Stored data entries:
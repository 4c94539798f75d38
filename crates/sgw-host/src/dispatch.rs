//! Request dispatch
//!
//! The only code path that writes the live model on behalf of a worklet.

use parking_lot::RwLock;
use sgw_capability::{Capability, CapabilitySet};
use sgw_rpc::{FromWorklet, RpcFailure, RpcRequest, RpcResponse, ToWorklet};
use sgw_scene::ModelGraph;
use sgw_worklet::{BridgeEvent, WorkletId};
use std::sync::atomic::{AtomicBool, Ordering};
use std::sync::Arc;
use tokio::sync::{broadcast, mpsc};

/// The live scene, shared between the host and dispatch tasks
pub(crate) type SharedScene = Arc<RwLock<Option<ModelGraph>>>;

/// Decide one request against a worklet's capabilities and the live graph
///
/// The capability check happens before the graph is touched, and
/// [`ModelGraph::apply`] validates fully before writing, so a failed request
/// never partially applies.
#[must_use]
pub fn dispatch_request(
    capabilities: CapabilitySet,
    graph: Option<&mut ModelGraph>,
    request: &RpcRequest,
) -> RpcResponse {
    let required = request.required_capability();
    if !capabilities.contains(required) {
        return RpcResponse::failed(
            request.id,
            RpcFailure::CapabilityDenied {
                capability: required,
            },
        );
    }
    let Some(graph) = graph else {
        return RpcResponse::failed(request.id, RpcFailure::invalid_target("no model loaded"));
    };
    match graph.apply(request.target, &request.mutation) {
        Ok(()) => RpcResponse::applied(request.id),
        Err(e) => RpcResponse::failed(request.id, RpcFailure::invalid_target(e)),
    }
}

/// Drains one worklet's outbound queue
pub(crate) struct Dispatcher {
    pub(crate) worklet: WorkletId,
    pub(crate) capabilities: CapabilitySet,
    pub(crate) live: Arc<AtomicBool>,
    pub(crate) scene: SharedScene,
    pub(crate) to_worklet: mpsc::UnboundedSender<ToWorklet>,
    pub(crate) from_worklet: mpsc::UnboundedReceiver<FromWorklet>,
    pub(crate) events: broadcast::Sender<BridgeEvent>,
}

impl Dispatcher {
    pub(crate) async fn run(mut self) {
        while let Some(message) = self.from_worklet.recv().await {
            self.handle(message);
        }
        tracing::debug!(worklet = %self.worklet, "dispatch loop finished");
    }

    fn is_live(&self) -> bool {
        self.live.load(Ordering::SeqCst)
    }

    fn emit(&self, event: BridgeEvent) {
        // no subscribers is fine
        let _ = self.events.send(event);
    }

    fn handle(&self, message: FromWorklet) {
        match message {
            FromWorklet::Request(request) => self.request(&request),
            FromWorklet::PostMessage(data) => {
                if !self.is_live() {
                    tracing::debug!(worklet = %self.worklet, "dropping message from terminated worklet");
                } else if !self.capabilities.contains(Capability::Messaging) {
                    tracing::warn!(worklet = %self.worklet, "message without messaging capability dropped");
                } else {
                    self.emit(BridgeEvent::Message {
                        worklet: self.worklet,
                        data,
                    });
                }
            }
            FromWorklet::ScriptError(message) => {
                if self.is_live() {
                    tracing::warn!(worklet = %self.worklet, %message, "worklet script error");
                    self.emit(BridgeEvent::ScriptError {
                        worklet: self.worklet,
                        message,
                    });
                }
            }
        }
    }

    fn request(&self, request: &RpcRequest) {
        if !self.is_live() {
            tracing::debug!(worklet = %self.worklet, request = %request.id, "dropping request from terminated worklet");
            return;
        }
        let response = {
            let mut scene = self.scene.write();
            dispatch_request(self.capabilities, scene.as_mut(), request)
        };
        match &response.result {
            Ok(()) => {
                tracing::debug!(
                    worklet = %self.worklet,
                    request = %request.id,
                    node = %request.target,
                    mutation = %request.mutation,
                    "mutation applied"
                );
                self.emit(BridgeEvent::SceneMutated {
                    worklet: self.worklet,
                    target: request.target,
                    mutation: request.mutation.clone(),
                });
            }
            Err(failure) => tracing::debug!(
                worklet = %self.worklet,
                request = %request.id,
                %failure,
                "mutation refused"
            ),
        }
        if self.to_worklet.send(ToWorklet::Response(response)).is_err() {
            tracing::debug!(worklet = %self.worklet, "worklet gone before response");
        }
    }
}

#[cfg(test)]
mod tests {
    use super::*;
    use proptest::prelude::*;
    use sgw_rpc::RequestId;
    use sgw_scene::{Generation, Image, Material, Model, Mutation, NodeKind, NodeRef, Texture};

    fn graph() -> ModelGraph {
        let model = Model::new()
            .with_material(Material::new("m").with_base_color_factor([0.5, 0.5, 0.5, 1.0]))
            .with_texture(Texture::from_image(0))
            .with_image(Image::from_uri("a.png"));
        ModelGraph::new(Generation(3), None, model).unwrap()
    }

    fn request(kind: NodeKind, generation: u64, mutation: Mutation) -> RpcRequest {
        RpcRequest {
            id: RequestId(7),
            target: NodeRef::new(Generation(generation), kind, 0),
            mutation,
        }
    }

    #[test]
    fn denied_without_capability_and_untouched() {
        let mut graph = graph();
        let req = request(
            NodeKind::Material,
            3,
            Mutation::SetBaseColorFactor([1.0, 0.0, 0.0, 1.0]),
        );
        let response = dispatch_request(CapabilitySet::parse("textures"), Some(&mut graph), &req);
        assert_eq!(
            response.result,
            Err(RpcFailure::CapabilityDenied {
                capability: Capability::MaterialProperties
            })
        );
        assert_eq!(
            graph.material(0).unwrap().pbr_metallic_roughness.base_color_factor,
            [0.5, 0.5, 0.5, 1.0]
        );
    }

    #[test]
    fn applies_with_capability() {
        let mut graph = graph();
        let req = request(NodeKind::Image, 3, Mutation::SetImageUri("b.png".into()));
        let response = dispatch_request(CapabilitySet::parse("textures"), Some(&mut graph), &req);
        assert!(response.is_applied());
        assert_eq!(response.id, RequestId(7));
        assert_eq!(graph.image(0).unwrap().uri.as_deref(), Some("b.png"));
    }

    #[test]
    fn stale_and_missing_targets_are_invalid() {
        let mut graph = graph();
        let stale = request(NodeKind::Image, 2, Mutation::SetImageUri("b.png".into()));
        let response = dispatch_request(CapabilitySet::all(), Some(&mut graph), &stale);
        assert!(matches!(response.result, Err(RpcFailure::InvalidTarget { .. })));

        let response = dispatch_request(CapabilitySet::all(), None, &stale);
        assert!(matches!(response.result, Err(RpcFailure::InvalidTarget { .. })));
    }

    #[test]
    fn out_of_range_factor_is_invalid() {
        let mut graph = graph();
        let req = request(NodeKind::Material, 3, Mutation::SetMetallicFactor(2.0));
        let response = dispatch_request(CapabilitySet::all(), Some(&mut graph), &req);
        assert!(matches!(response.result, Err(RpcFailure::InvalidTarget { .. })));
        assert!((graph.material(0).unwrap().pbr_metallic_roughness.metallic_factor - 1.0).abs() < f64::EPSILON);
    }

    fn without_material_properties() -> impl Strategy<Value = CapabilitySet> {
        prop::sample::subsequence(vec![Capability::Textures, Capability::Messaging], 0..=2)
            .prop_map(CapabilitySet::from)
    }

    fn material_mutation() -> impl Strategy<Value = Mutation> {
        let unit = 0.0..=1.0f64;
        prop_oneof![
            prop::array::uniform4(unit.clone()).prop_map(Mutation::SetBaseColorFactor),
            unit.clone().prop_map(Mutation::SetMetallicFactor),
            unit.prop_map(Mutation::SetRoughnessFactor),
        ]
    }

    proptest! {
        #[test]
        fn material_writes_need_material_properties(
            caps in without_material_properties(),
            mutation in material_mutation(),
        ) {
            let mut graph = graph();
            let before = graph.model().clone();
            let req = request(NodeKind::Material, 3, mutation);

            let response = dispatch_request(caps, Some(&mut graph), &req);
            prop_assert_eq!(
                response.result,
                Err(RpcFailure::CapabilityDenied {
                    capability: Capability::MaterialProperties
                })
            );
            prop_assert_eq!(graph.model(), &before);
        }
    }
}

- WORK REQUIRED: In the entries above, find each line with the string "Option" and copy it.

- RESPONSE FOR THIS EXERCISE:
pub(crate) type SharedScene = Arc<RwLock<Option<ModelGraph>>>;
    graph: Option<&mut ModelGraph>,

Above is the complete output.